Dataset items
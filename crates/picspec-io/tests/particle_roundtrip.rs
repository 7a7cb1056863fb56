//! Encode particle dumps to disk and decode them back.

use picspec_io::formats::particle::{
    particle_file_path, read_particle_file, ParticleFile, ParticleRecord, V0Header,
};
use picspec_io::formats::schema::PARTICLE_RECORDS_OFFSET;

fn v0(rank: i32) -> V0Header {
    V0Header {
        version: 0,
        dump_type: 3,
        nt: 4800,
        nx: 32,
        ny: 1,
        nz: 16,
        dt: 0.0125,
        dx: 0.3125,
        dy: 1.0,
        dz: 0.3125,
        x0: 10.0 * rank as f32,
        y0: -0.5,
        z0: -2.5,
        cvac: 1.0,
        eps0: 1.0,
        damp: 0.0,
        rank,
        ndom: 8,
        species_id: 1,
        species_qm: 1.0 / 25.0,
    }
}

fn records(n: usize) -> Vec<ParticleRecord> {
    (0..n)
        .map(|i| {
            let t = i as f32;
            ParticleRecord {
                dxyz: [-1.0 + 0.01 * t, 0.5, 1.0 - 0.02 * t],
                icell: (i * 37 + 35) as i32,
                u: [0.1 * t.sin(), -0.2 * t.cos(), 1e-7 * t],
                q: 0.125,
            }
        })
        .collect()
}

#[test]
fn test_roundtrip_is_bit_exact() {
    let dir = tempfile::tempdir().unwrap();
    let mut particles = records(200);
    // Awkward float payloads survive unchanged.
    particles[3].u = [-0.0, f32::MIN_POSITIVE, f32::MAX];
    particles[4].q = f32::from_bits(0x7fc0_1234);

    let original = ParticleFile::new(v0(5), particles);
    let path = particle_file_path(dir.path(), "e", 4800, 5);
    std::fs::create_dir_all(path.parent().unwrap()).unwrap();
    std::fs::write(&path, original.encode()).unwrap();

    let decoded = read_particle_file(&path).unwrap();
    assert!(decoded.boilerplate.is_recognised());
    assert_eq!(decoded.header.v0.nt, 4800);
    assert_eq!(decoded.header.v0.rank, 5);
    assert_eq!(decoded.header.particles.dim, 200);
    assert_eq!(
        decoded.header.v0.species_qm.to_bits(),
        original.header.v0.species_qm.to_bits()
    );
    assert_eq!(decoded.particles.len(), original.particles.len());
    for (a, b) in decoded.particles.iter().zip(&original.particles) {
        assert_eq!(a.icell, b.icell);
        for k in 0..3 {
            assert_eq!(a.dxyz[k].to_bits(), b.dxyz[k].to_bits());
            assert_eq!(a.u[k].to_bits(), b.u[k].to_bits());
        }
        assert_eq!(a.q.to_bits(), b.q.to_bits());
    }
}

#[test]
fn test_encoded_size() {
    let file = ParticleFile::new(v0(0), records(7));
    assert_eq!(file.encode().len() as u64, PARTICLE_RECORDS_OFFSET + 7 * 32);
}

#[test]
fn test_empty_dump() {
    let dir = tempfile::tempdir().unwrap();
    let path = dir.path().join("eparticle.0.0");
    std::fs::write(&path, ParticleFile::new(v0(0), Vec::new()).encode()).unwrap();
    let decoded = read_particle_file(&path).unwrap();
    assert!(decoded.particles.is_empty());
}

**Brief:**
Take the entries above and return all of them exactly.

**Solution to the exercise:**
filename crates/picspec-io/tests/particle_roundtrip.rs
repository 7a7cb1056863fb56
//! Encode particle dumps to disk and decode them back.

use picspec_io::formats::particle::{
    particle_file_path, read_particle_file, ParticleFile, ParticleRecord, V0Header,
};
use picspec_io::formats::schema::PARTICLE_RECORDS_OFFSET;

fn v0(rank: i32) -> V0Header {
    V0Header {
        version: 0,
        dump_type: 3,
        nt: 4800,
        nx: 32,
        ny: 1,
        nz: 16,
        dt: 0.0125,
        dx: 0.3125,
        dy: 1.0,
        dz: 0.3125,
        x0: 10.0 * rank as f32,
        y0: -0.5,
        z0: -2.5,
        cvac: 1.0,
        eps0: 1.0,
        damp: 0.0,
        rank,
        ndom: 8,
        species_id: 1,
        species_qm: 1.0 / 25.0,
    }
}

fn records(n: usize) -> Vec<ParticleRecord> {
    (0..n)
        .map(|i| {
            let t = i as f32;
            ParticleRecord {
                dxyz: [-1.0 + 0.01 * t, 0.5, 1.0 - 0.02 * t],
                icell: (i * 37 + 35) as i32,
                u: [0.1 * t.sin(), -0.2 * t.cos(), 1e-7 * t],
                q: 0.125,
            }
        })
        .collect()
}

#[test]
fn test_roundtrip_is_bit_exact() {
    let dir = tempfile::tempdir().unwrap();
    let mut particles = records(200);
    // Awkward float payloads survive unchanged.
    particles[3].u = [-0.0, f32::MIN_POSITIVE, f32::MAX];
    particles[4].q = f32::from_bits(0x7fc0_1234);

    let original = ParticleFile::new(v0(5), particles);
    let path = particle_file_path(dir.path(), "e", 4800, 5);
    std::fs::create_dir_all(path.parent().unwrap()).unwrap();
    std::fs::write(&path, original.encode()).unwrap();

    let decoded = read_particle_file(&path).unwrap();
    assert!(decoded.boilerplate.is_recognised());
    assert_eq!(decoded.header.v0.nt, 4800);
    assert_eq!(decoded.header.v0.rank, 5);
    assert_eq!(decoded.header.particles.dim, 200);
    assert_eq!(
        decoded.header.v0.species_qm.to_bits(),
        original.header.v0.species_qm.to_bits()
    );
    assert_eq!(decoded.particles.len(), original.particles.len());
    for (a, b) in decoded.particles.iter().zip(&original.particles) {
        assert_eq!(a.icell, b.icell);
        for k in 0..3 {
            assert_eq!(a.dxyz[k].to_bits(), b.dxyz[k].to_bits());
            assert_eq!(a.u[k].to_bits(), b.u[k].to_bits());
        }
        assert_eq!(a.q.to_bits(), b.q.to_bits());
    }
}

#[test]
fn test_encoded_size() {
    let file = ParticleFile::new(v0(0), records(7));
    assert_eq!(file.encode().len() as u64, PARTICLE_RECORDS_OFFSET + 7 * 32);
}

#[test]
fn test_empty_dump() {
    let dir = tempfile::tempdir().unwrap();
    let path = dir.path().join("eparticle.0.0");
    std::fs::write(&path, ParticleFile::new(v0(0), Vec::new()).encode()).unwrap();
    let decoded = read_particle_file(&path).unwrap();
    assert!(decoded.particles.is_empty());
}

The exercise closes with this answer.